● **What is being asked**
Look in the material below for the line holding "still mutate it.". Set it down exactly, with each later line up to and including the line holding "out pointing at the same".

────────────────────────────────────────

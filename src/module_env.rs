//! Module environment (spec.md §3.5)
//!
//! Two layers per registry (`Inherited`, `Module`) for each of: commands,
//! macros, objects. Both layers start pointing at the same underlying map;
//! the first write to the module layer triggers a copy-on-write clone.
//! Child environments reference the parent's `Module` layer as their
//! `Inherited`. `Arc::make_mut` gives us exactly this semantics for free: a
//! write clones only when some other owner (the parent, or a sibling
//! child) still holds the `Arc`. Each registry sits behind a `Mutex` so a
//! native command holding only `Arc<ModuleEnvironment>` (spec.md §6.1's
//! `registerCommand`, the `macro` builtin, `export`) can still mutate it.

use std::collections::HashMap;
use std::sync::{Arc, Mutex};

use crate::exec::context::HandlerFn;
use crate::macros::StoredMacro;
use crate::value::Value;

/// A registered native command: its handler plus a human-readable name
/// (used by `stack_trace`/diagnostics).
#[derive(Clone)]
pub struct CommandEntry {
    pub name: String,
    pub handler: Arc<HandlerFn>,
}

/// A copy-on-write two-layer registry: module-local entries shadow
/// inherited ones; writes only ever touch the module layer.
#[derive(Clone)]
pub struct Registry<V: Clone> {
    inherited: Arc<HashMap<String, V>>,
    module: Arc<HashMap<String, V>>,
}

impl<V: Clone> Default for Registry<V> {
    fn default() -> Self {
        Self { inherited: Arc::new(HashMap::new()), module: Arc::new(HashMap::new()) }
    }
}

impl<V: Clone> Registry<V> {
    pub fn new() -> Self {
        Self::default()
    }

    /// A child environment's registry: its inherited layer is this
    /// registry's *module* layer (so it sees parent commands/macros/
    /// objects), and its own module layer starts out pointing at the same
    /// backing map -- shared, read-only, until the child writes.
    pub fn child(&self) -> Self {
        Self { inherited: self.module.clone(), module: self.module.clone() }
    }

    /// Lookup: module layer first, then inherited.
    pub fn get(&self, name: &str) -> Option<V> {
        self.module.get(name).or_else(|| self.inherited.get(name)).cloned()
    }

    pub fn get_module_local(&self, name: &str) -> Option<V> {
        self.module.get(name).cloned()
    }

    pub fn contains(&self, name: &str) -> bool {
        self.get(name).is_some()
    }

    /// Write into the module layer, cloning it first if anyone else
    /// (parent, sibling) still shares it.
    pub fn insert(&mut self, name: String, value: V) {
        Arc::make_mut(&mut self.module).insert(name, value);
    }

    pub fn remove(&mut self, name: &str) -> Option<V> {
        Arc::make_mut(&mut self.module).remove(name)
    }

    pub fn clear(&mut self) {
        Arc::make_mut(&mut self.module).clear();
    }

    /// Write into the *inherited* layer -- used when merging a completed
    /// module's exports into its caller (spec.md §3.5).
    pub fn insert_inherited(&mut self, name: String, value: V) {
        Arc::make_mut(&mut self.inherited).insert(name, value);
    }

    pub fn module_keys(&self) -> Vec<String> {
        self.module.keys().cloned().collect()
    }

    pub fn all_keys(&self) -> Vec<String> {
        let mut keys: Vec<String> = self.inherited.keys().chain(self.module.keys()).cloned().collect();
        keys.sort();
        keys.dedup();
        keys
    }
}

/// Entries accumulated via `export` during a module's execution, merged
/// into the caller's inherited layer on completion (spec.md §3.5).
#[derive(Default)]
pub struct ModuleExports {
    pub commands: Vec<(String, CommandEntry)>,
    pub macros: Vec<(String, Arc<StoredMacro>)>,
    pub objects: Vec<(String, Value)>,
}

/// A lexical scope for commands, macros, and named objects.
pub struct ModuleEnvironment {
    pub module_name: Option<String>,
    pub commands: Mutex<Registry<CommandEntry>>,
    pub macros: Mutex<Registry<Arc<StoredMacro>>>,
    pub objects: Mutex<Registry<Value>>,
    pub exports: Mutex<ModuleExports>,
    /// The instance-wide fallback command (spec.md §6.1's
    /// `setFallbackHandler`), shared by every environment in the tree --
    /// child environments hold the same `Arc` rather than their own copy.
    fallback: Arc<Mutex<Option<CommandEntry>>>,
}

impl ModuleEnvironment {
    pub fn root() -> Arc<Self> {
        Arc::new(Self {
            module_name: None,
            commands: Mutex::new(Registry::new()),
            macros: Mutex::new(Registry::new()),
            objects: Mutex::new(Registry::new()),
            exports: Mutex::new(ModuleExports::default()),
            fallback: Arc::new(Mutex::new(None)),
        })
    }

    /// A child module environment: its inherited layers point at this
    /// environment's module layers.
    pub fn child(self: &Arc<Self>, module_name: Option<String>) -> Arc<Self> {
        Arc::new(Self {
            module_name,
            commands: Mutex::new(self.commands.lock().unwrap().child()),
            macros: Mutex::new(self.macros.lock().unwrap().child()),
            objects: Mutex::new(self.objects.lock().unwrap().child()),
            exports: Mutex::new(ModuleExports::default()),
            fallback: self.fallback.clone(),
        })
    }

    pub fn get_fallback(&self) -> Option<CommandEntry> {
        self.fallback.lock().unwrap().clone()
    }

    pub fn set_fallback(&self, entry: CommandEntry) {
        *self.fallback.lock().unwrap() = Some(entry);
    }

    pub fn get_command(&self, name: &str) -> Option<CommandEntry> {
        self.commands.lock().unwrap().get(name)
    }

    pub fn define_command(&self, name: impl Into<String>, entry: CommandEntry) {
        self.commands.lock().unwrap().insert(name.into(), entry);
    }

    pub fn get_macro(&self, name: &str) -> Option<Arc<StoredMacro>> {
        self.macros.lock().unwrap().get(name)
    }

    pub fn define_macro(&self, name: impl Into<String>, m: Arc<StoredMacro>) {
        self.macros.lock().unwrap().insert(name.into(), m);
    }

    pub fn delete_macro(&self, name: &str) -> Option<Arc<StoredMacro>> {
        self.macros.lock().unwrap().remove(name)
    }

    pub fn clear_macros(&self) {
        self.macros.lock().unwrap().clear();
    }

    pub fn list_macros(&self) -> Vec<String> {
        self.macros.lock().unwrap().all_keys()
    }

    pub fn get_object(&self, name: &str) -> Option<Value> {
        self.objects.lock().unwrap().get(name)
    }

    pub fn set_object(&self, name: impl Into<String>, v: Value) {
        self.objects.lock().unwrap().insert(name.into(), v);
    }

    pub fn set_inherited_object(&self, name: impl Into<String>, v: Value) {
        self.objects.lock().unwrap().insert_inherited(name.into(), v);
    }

    /// Record an export to be merged into the caller's inherited layer
    /// once this module's body finishes running.
    pub fn export_command(&self, name: String, entry: CommandEntry) {
        self.exports.lock().unwrap().commands.push((name, entry));
    }

    pub fn export_macro(&self, name: String, m: Arc<StoredMacro>) {
        self.exports.lock().unwrap().macros.push((name, m));
    }

    pub fn export_object(&self, name: String, v: Value) {
        self.exports.lock().unwrap().objects.push((name, v));
    }

    /// Merge this environment's accumulated exports into `caller`'s
    /// inherited layer (spec.md §3.5: "merged into the caller's inherited
    /// layer on completion").
    pub fn merge_exports_into(&self, caller: &ModuleEnvironment) {
        let mut exports = self.exports.lock().unwrap();
        for (name, entry) in exports.commands.drain(..) {
            caller.commands.lock().unwrap().insert_inherited(name, entry);
        }
        for (name, m) in exports.macros.drain(..) {
            caller.macros.lock().unwrap().insert_inherited(name, m);
        }
        for (name, v) in exports.objects.drain(..) {
            caller.objects.lock().unwrap().insert_inherited(name, v);
        }
    }
}

#[cfg(test)]
mod tests {
    use super::*;
    use crate::exec::result::HandlerResult;

    fn dummy_handler() -> CommandEntry {
        CommandEntry {
            name: "noop".into(),
            handler: Arc::new(|_ctx: &mut crate::exec::context::Context| HandlerResult::Status(true)),
        }
    }

    #[test]
    fn cow_isolation_child_write_does_not_mutate_parent() {
        let root = ModuleEnvironment::root();
        let child = root.child(Some("m".into()));
        child.define_command("foo", dummy_handler());
        assert!(child.get_command("foo").is_some());
        assert!(root.get_command("foo").is_none());
    }

    #[test]
    fn child_sees_parent_module_layer_as_inherited() {
        let root = ModuleEnvironment::root();
        let m = Arc::new(StoredMacro { commands: Vec::new(), definition_file: None, line: 1, column: 1, module_env: None });
        root.define_macro("greet", m);
        let child = root.child(Some("m".into()));
        assert!(child.get_macro("greet").is_some());
    }
}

────────────────────────────────────────

● **Response**
//! `registerCommand`, the `macro` builtin, `export`) can still mutate it.

use std::collections::HashMap;
use std::sync::{Arc, Mutex};

use crate::exec::context::HandlerFn;
use crate::macros::StoredMacro;
use crate::value::Value;

/// A registered native command: its handler plus a human-readable name
/// (used by `stack_trace`/diagnostics).
#[derive(Clone)]
pub struct CommandEntry {
    pub name: String,
    pub handler: Arc<HandlerFn>,
}

/// A copy-on-write two-layer registry: module-local entries shadow
/// inherited ones; writes only ever touch the module layer.
#[derive(Clone)]
pub struct Registry<V: Clone> {
    inherited: Arc<HashMap<String, V>>,
    module: Arc<HashMap<String, V>>,
}

impl<V: Clone> Default for Registry<V> {
    fn default() -> Self {
        Self { inherited: Arc::new(HashMap::new()), module: Arc::new(HashMap::new()) }
    }
}

impl<V: Clone> Registry<V> {
    pub fn new() -> Self {
        Self::default()
    }

    /// A child environment's registry: its inherited layer is this
    /// registry's *module* layer (so it sees parent commands/macros/
    /// objects), and its own module layer starts out pointing at the same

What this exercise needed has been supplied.